Mero exemplo para esta observação de circunstância, mas que deverá interessar
quem quer que se debruce sobre as ideias filosóficas de Antero, são estas duas
sucintas passagens, extraídas, uma e outra, de cartas dirigidas a Jaime Batalha
Reis e a Azevedo Castelo Branco, respectivamente de 1873 e 1875, nas quais
contrasta estas afirmações:
- "O meu idealismo tem ultimamente descido (ou subido?) até compreender que não há ideal se não vasado nos moldes da realidade, que é só nas formas da natureza, e a elas adequado, que o espírito verdadeiramente se manifesta e existe . [...]; Completo só é o mundo divino do Ideal [...]".
‘Pensador do Absoluto’, em sua mais rasgada e funda plenitude,
abstraído todo o limite e finitidade, pendor determinista e fenomenológico,
Antero de Quental surge-nos através de Leonardo Coimbra concebendo um universo
metafísico circunscrito a estas duas categorias:
- Absoluto e Força. Se a primeira abrange a substância, a causa, a lei e o fim e dá a concepção do que existe por si e em si; a segunda traduz a explicação fenoménica da realidade.
Não pretendendo dar aqui um resumo dos desenvolvimentos nucleares,
críticos, e que nos concita Leonardo Coimbra nesta obra sobre “O Pensamento
Filosófico de Antero de Quental”, presta-se contudo a destaque, com vista a uma
maior atracção e mediata ou imediata reflexão do leitor, o sentido mais agudo
da unidade perdida a que se reduz a filosofia de Antero ao salientar que
"matéria e espírito, determinismo e liberdade, evolução e finalidade, não
são ideias contraditórias senão na aparência: de facto, são só duas esferas
diferentes de compreensão, tese e antítese, cuja síntese é a razão".
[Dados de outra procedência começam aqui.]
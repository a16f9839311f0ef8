use crate::errors::DataResult;
use crate::frontier::Facility;
use crate::pokemon::PokemonInst;
use crate::rng::FrontierRng;
use crate::species::{get_species, SpeciesFilter, SpeciesPool};
use serde::{Deserialize, Serialize};

pub const MALE_NAMES: [&str; 20] = [
    "Alex", "Brandon", "Cameron", "Daniel", "Ethan", "Felix", "Gregory", "Henry", "Isaac", "James",
    "Keith", "Lucas", "Marcus", "Nathan", "Owen", "Paul", "Quinn", "Ryan", "Scott", "Tyler",
];

pub const FEMALE_NAMES: [&str; 20] = [
    "Alice", "Beth", "Claire", "Diana", "Emma", "Fiona", "Grace", "Hannah", "Iris", "Julia",
    "Karen", "Lisa", "Maria", "Nina", "Olivia", "Penny", "Quinn", "Rachel", "Sarah", "Tara",
];

#[derive(Debug, Clone, Copy, PartialEq, Eq, Serialize, Deserialize)]
pub enum TrainerClass {
    CooltrainerM,
    CooltrainerF,
    Scientist,
    Blackbelt,
    TypeExpert,
    FrontierBrain,
    /// A lone wild Pokemon wrapped as an opponent.
    Wild,
}

impl TrainerClass {
    pub fn title(&self) -> &'static str {
        match self {
            TrainerClass::CooltrainerM | TrainerClass::CooltrainerF => "Cooltrainer",
            TrainerClass::Scientist => "Scientist",
            TrainerClass::Blackbelt => "Black Belt",
            TrainerClass::TypeExpert => "Expert",
            TrainerClass::FrontierBrain => "Frontier Brain",
            TrainerClass::Wild => "Wild",
        }
    }
}

#[derive(Debug, Clone, PartialEq, Serialize, Deserialize)]
pub struct Trainer {
    pub name: String,
    pub class: TrainerClass,
    pub party: Vec<PokemonInst>,
}

impl Trainer {
    pub fn new(name: impl Into<String>, class: TrainerClass, party: Vec<PokemonInst>) -> Self {
        Trainer {
            name: name.into(),
            class,
            party,
        }
    }

    pub fn display_name(&self) -> String {
        match self.class {
            TrainerClass::TypeExpert | TrainerClass::FrontierBrain => self.name.clone(),
            _ => format!("{} {}", self.class.title(), self.name),
        }
    }

    pub fn heal_party(&mut self) {
        for pokemon in &mut self.party {
            pokemon.heal();
        }
    }
}

/// Builds opponent rosters at a target level.
pub struct RosterGenerator;

impl RosterGenerator {
    /// `size` Pokemon drawn through `filter` at `level`, each with four random moves.
    /// Falls back to the whole registry when the filter matches nothing.
    pub fn party(
        rng: &mut FrontierRng,
        level: u8,
        size: usize,
        filter: &SpeciesFilter,
    ) -> Vec<PokemonInst> {
        let pool = SpeciesPool::global();
        (0..size)
            .filter_map(|_| {
                pool.sample(rng, filter)
                    .or_else(|| pool.sample(rng, &SpeciesFilter::any()))
                    .map(|species| PokemonInst::rental(species, level, rng))
            })
            .collect()
    }

    pub fn trainer(
        rng: &mut FrontierRng,
        class: TrainerClass,
        name: impl Into<String>,
        level: u8,
        size: usize,
        filter: &SpeciesFilter,
    ) -> Trainer {
        let party = Self::party(rng, level, size, filter);
        Trainer::new(name, class, party)
    }

    /// A Cooltrainer of random gender, named from the matching pool.
    pub fn cooltrainer(rng: &mut FrontierRng, level: u8, size: usize) -> Trainer {
        let (class, names) = if rng.coin_flip("trainer gender") {
            (TrainerClass::CooltrainerM, &MALE_NAMES)
        } else {
            (TrainerClass::CooltrainerF, &FEMALE_NAMES)
        };
        let name = rng.choose("trainer name", names).copied().unwrap_or("Quinn");
        Self::trainer(rng, class, name, level, size, &SpeciesFilter::any())
    }

    /// Frontier Brain for `facility` with the signature roster at `level`.
    pub fn brain(facility: Facility, level: u8) -> DataResult<Trainer> {
        let party = facility
            .brain_roster()
            .iter()
            .map(|name| PokemonInst::from_name(name, level))
            .collect::<DataResult<Vec<_>>>()?;
        Ok(Trainer::new(
            facility.brain_name(),
            TrainerClass::FrontierBrain,
            party,
        ))
    }

    /// Single named species at `level`, used when a room or floor spawns one Pokemon.
    pub fn wild(rng: &mut FrontierRng, level: u8) -> Option<PokemonInst> {
        SpeciesPool::global()
            .sample(rng, &SpeciesFilter::any())
            .map(|species| PokemonInst::rental(species, level, rng))
    }

    pub fn named(species: &str, level: u8, rng: &mut FrontierRng) -> DataResult<PokemonInst> {
        let record = get_species(species)?;
        Ok(PokemonInst::rental(record, level, rng))
    }
}

#[cfg(test)]
mod tests {
    use super::*;
    use pretty_assertions::assert_eq;
    use schema::PokemonType;

    #[test]
    fn test_cooltrainer_roster() {
        let mut rng = FrontierRng::from_seed(5);
        let trainer = RosterGenerator::cooltrainer(&mut rng, 57, 3);
        assert_eq!(trainer.party.len(), 3);
        assert!(trainer.party.iter().all(|p| p.level == 57));
        let pool: &[&str] = match trainer.class {
            TrainerClass::CooltrainerM => &MALE_NAMES,
            _ => &FEMALE_NAMES,
        };
        assert!(pool.contains(&trainer.name.as_str()));
    }

    #[test]
    fn test_filtered_roster_uses_type() {
        let mut rng = FrontierRng::from_seed(9);
        let trainer = RosterGenerator::trainer(
            &mut rng,
            TrainerClass::TypeExpert,
            "Ice-type Expert",
            40,
            1,
            &SpeciesFilter::of_type(PokemonType::Ice),
        );
        assert!(trainer.party[0].types.contains(&PokemonType::Ice));
        assert_eq!(trainer.display_name(), "Ice-type Expert");
    }

    #[test]
    fn test_brain_roster() {
        let brain = RosterGenerator::brain(Facility::Pyramid, 62).expect("brain");
        let names: Vec<&str> = brain.party.iter().map(|p| p.name()).collect();
        assert_eq!(names, vec!["Regirock", "Regice", "Registeel"]);
        assert!(brain.party.iter().all(|p| p.level == 62));
        assert_eq!(brain.display_name(), "Brandon");
    }
}
use crate::battle::engine::{BattleOutcome, Weather};
use crate::pokemon::StatusCondition;
use schema::{Item, Stat};
use serde::{Deserialize, Serialize};

/// Something that happened during an automatic battle. Side 0 is the player.
#[derive(Serialize, Deserialize, Debug, Clone, PartialEq)]
pub enum FrontierEvent {
    // Turn Management
    TurnStarted {
        turn_number: u32,
    },
    TurnLimitReached {
        turns: u32,
    },

    // Pokemon Actions
    PokemonSentOut {
        side: usize,
        pokemon: String,
    },
    PokemonWithdrawn {
        side: usize,
        pokemon: String,
    },
    MoveUsed {
        side: usize,
        pokemon: String,
        move_used: String,
    },
    MoveMissed {
        attacker: String,
    },
    MoveBlocked {
        defender: String,
    },
    CriticalHit,
    AttackTypeEffectiveness {
        multiplier: f32,
    },
    DamageDealt {
        target: String,
        damage: u16,
        remaining_hp: u16,
    },
    PokemonHealed {
        target: String,
        amount: u16,
    },
    PokemonFainted {
        side: usize,
        pokemon: String,
    },
    HungOn {
        pokemon: String,
        item: Item,
    },

    // Status Effects
    StatusApplied {
        target: String,
        status: StatusCondition,
    },
    StatusCured {
        target: String,
    },
    StatusDamage {
        target: String,
        status: StatusCondition,
        damage: u16,
    },
    CannotMove {
        pokemon: String,
        status: StatusCondition,
    },

    // Field and items
    WeatherDamage {
        target: String,
        weather: Weather,
        damage: u16,
    },
    ItemActivated {
        pokemon: String,
        item: Item,
    },
    StatStageChanged {
        target: String,
        stat: Stat,
        delta: i8,
    },

    // Battle End
    BattleEnded {
        outcome: BattleOutcome,
    },
}

impl FrontierEvent {
    /// Formats the event into narration. `names` holds the two trainers' names.
    /// Returns None for silent events.
    pub fn format(&self, names: &[String; 2]) -> Option<String> {
        match self {
            FrontierEvent::TurnStarted { turn_number } => Some(format!("=== Turn {} ===", turn_number)),
            FrontierEvent::TurnLimitReached { turns } => {
                Some(format!("The battle reached its {}-turn limit!", turns))
            }
            FrontierEvent::PokemonSentOut { side, pokemon } => {
                Some(format!("{} sent out {}!", names[*side], pokemon))
            }
            FrontierEvent::PokemonWithdrawn { side, pokemon } => {
                Some(format!("{} withdrew {}!", names[*side], pokemon))
            }
            FrontierEvent::MoveUsed { side, pokemon, move_used } => {
                Some(format!("{}'s {} used {}!", names[*side], pokemon, move_used))
            }
            FrontierEvent::MoveMissed { attacker } => Some(format!("{}'s attack missed!", attacker)),
            FrontierEvent::MoveBlocked { defender } => Some(format!("{} protected itself!", defender)),
            FrontierEvent::CriticalHit => Some("A critical hit!".to_string()),
            FrontierEvent::AttackTypeEffectiveness { multiplier } => match *multiplier {
                m if m > 1.0 => Some("It's super effective!".to_string()),
                m if m < 1.0 && m > 0.0 => Some("It's not very effective...".to_string()),
                m if m == 0.0 => Some("It had no effect!".to_string()),
                _ => None,
            },
            FrontierEvent::DamageDealt { target, damage, .. } => {
                Some(format!("{} took {} damage!", target, damage))
            }
            FrontierEvent::PokemonHealed { target, amount } => {
                Some(format!("{} recovered {} HP!", target, amount))
            }
            FrontierEvent::PokemonFainted { pokemon, .. } => Some(format!("{} fainted!", pokemon)),
            FrontierEvent::HungOn { pokemon, item } => {
                Some(format!("{} hung on using its {}!", pokemon, item))
            }
            FrontierEvent::StatusApplied { target, status } => {
                Some(format!("{} is {}!", target, status.name()))
            }
            FrontierEvent::StatusCured { target } => Some(format!("{} was cured!", target)),
            FrontierEvent::StatusDamage { target, status, damage } => Some(format!(
                "{} is hurt because it is {}! ({} damage)",
                target,
                status.name(),
                damage
            )),
            FrontierEvent::CannotMove { pokemon, status } => {
                Some(format!("{} can't move because it is {}!", pokemon, status.name()))
            }
            FrontierEvent::WeatherDamage { target, weather, damage } => {
                let source = match weather {
                    Weather::Sandstorm => "the sandstorm",
                    Weather::Hail => "the hail",
                    Weather::Sun | Weather::Rain => return None,
                };
                Some(format!("{} is buffeted by {}! ({} damage)", target, source, damage))
            }
            FrontierEvent::ItemActivated { pokemon, item } => {
                Some(format!("{}'s {} activated!", pokemon, item))
            }
            FrontierEvent::StatStageChanged { target, stat, delta } => {
                let stat_name = format_stat(*stat);
                match *delta {
                    0 => Some(format!("{}'s {} won't go any further!", target, stat_name)),
                    d if d > 0 => Some(format!("{}'s {} rose!", target, stat_name)),
                    _ => Some(format!("{}'s {} fell!", target, stat_name)),
                }
            }
            FrontierEvent::BattleEnded { outcome } => match outcome {
                BattleOutcome::Win => Some(format!("{} has won the battle!", names[0])),
                BattleOutcome::Loss => Some(format!("{} has won the battle!", names[1])),
                BattleOutcome::Draw => Some("The battle ended in a draw!".to_string()),
                BattleOutcome::Undecided => None,
            },
        }
    }
}

fn format_stat(stat: Stat) -> &'static str {
    match stat {
        Stat::Attack => "Attack",
        Stat::Defense => "Defense",
        Stat::SpAttack => "Sp. Atk",
        Stat::SpDefense => "Sp. Def",
        Stat::Speed => "Speed",
    }
}

#[derive(Debug, Default, Clone)]
pub struct EventBus {
    events: Vec<FrontierEvent>,
}

impl EventBus {
    pub fn new() -> Self {
        Self { events: Vec::new() }
    }

    pub fn push(&mut self, event: FrontierEvent) {
        self.events.push(event);
    }

    pub fn events(&self) -> &[FrontierEvent] {
        &self.events
    }

    pub fn into_events(self) -> Vec<FrontierEvent> {
        self.events
    }

    /// All non-silent events rendered as narration lines.
    pub fn format_all(events: &[FrontierEvent], names: &[String; 2]) -> Vec<String> {
        events.iter().filter_map(|e| e.format(names)).collect()
    }
}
Assim, ultrapassado o conflito latente, se não há antinomia entre real
e ideal, também o humano existir revela outra teleologia além do momentâneo
devir heraclitiano, pois que nele reside, alfim, a possível redenção do
Universo todo, pela simbólica transposição de ser ‘o que está em cima igual ao
que está em baixo’. Deus não será o uno omnipotente, "espírito sem ideias,
corpo sem sangue , árvore sem seiva, noite sem astros de mistério...", o
ómega oceânico onde todos os seres se dissolvem numa fusão substancialista,
entes se nos mostrará, por uma visão unívoca, como o geómetra da pirâmide do
ser, o puro amor e memória, carecente das almas, mónadas libertas a caminho de
uma unidade convivente. E, forma última da coexistência da matéria, será o
mecanismo ‘o Socorro levado ao Nada’.
Se, por vezes, em Antero, ‘a doutrina da cousa exerce um desvio sobre o
seu pensamento’, dirigindo num fluir budista ‘cada eu e todos os eus para um
universal abstracto da substância ou dum princípio e não para o universal
concreto da troca e da companhia’, tal se deve por ter faltado, esclarece
Leonardo Coimbra no excurso da explanação das correntes contrárias no pensamento
anteriano, a interpretação dum nós, dum fraterno plural, que é a própria
experiência, mas que sempre se furta às tendências monistas da razão». In
Leonardo Coimbra, O Pensamento Filosófico de Antero de Quental, Guimarães
Editores, Lisboa, 1991, ISBN 972-665-372-X.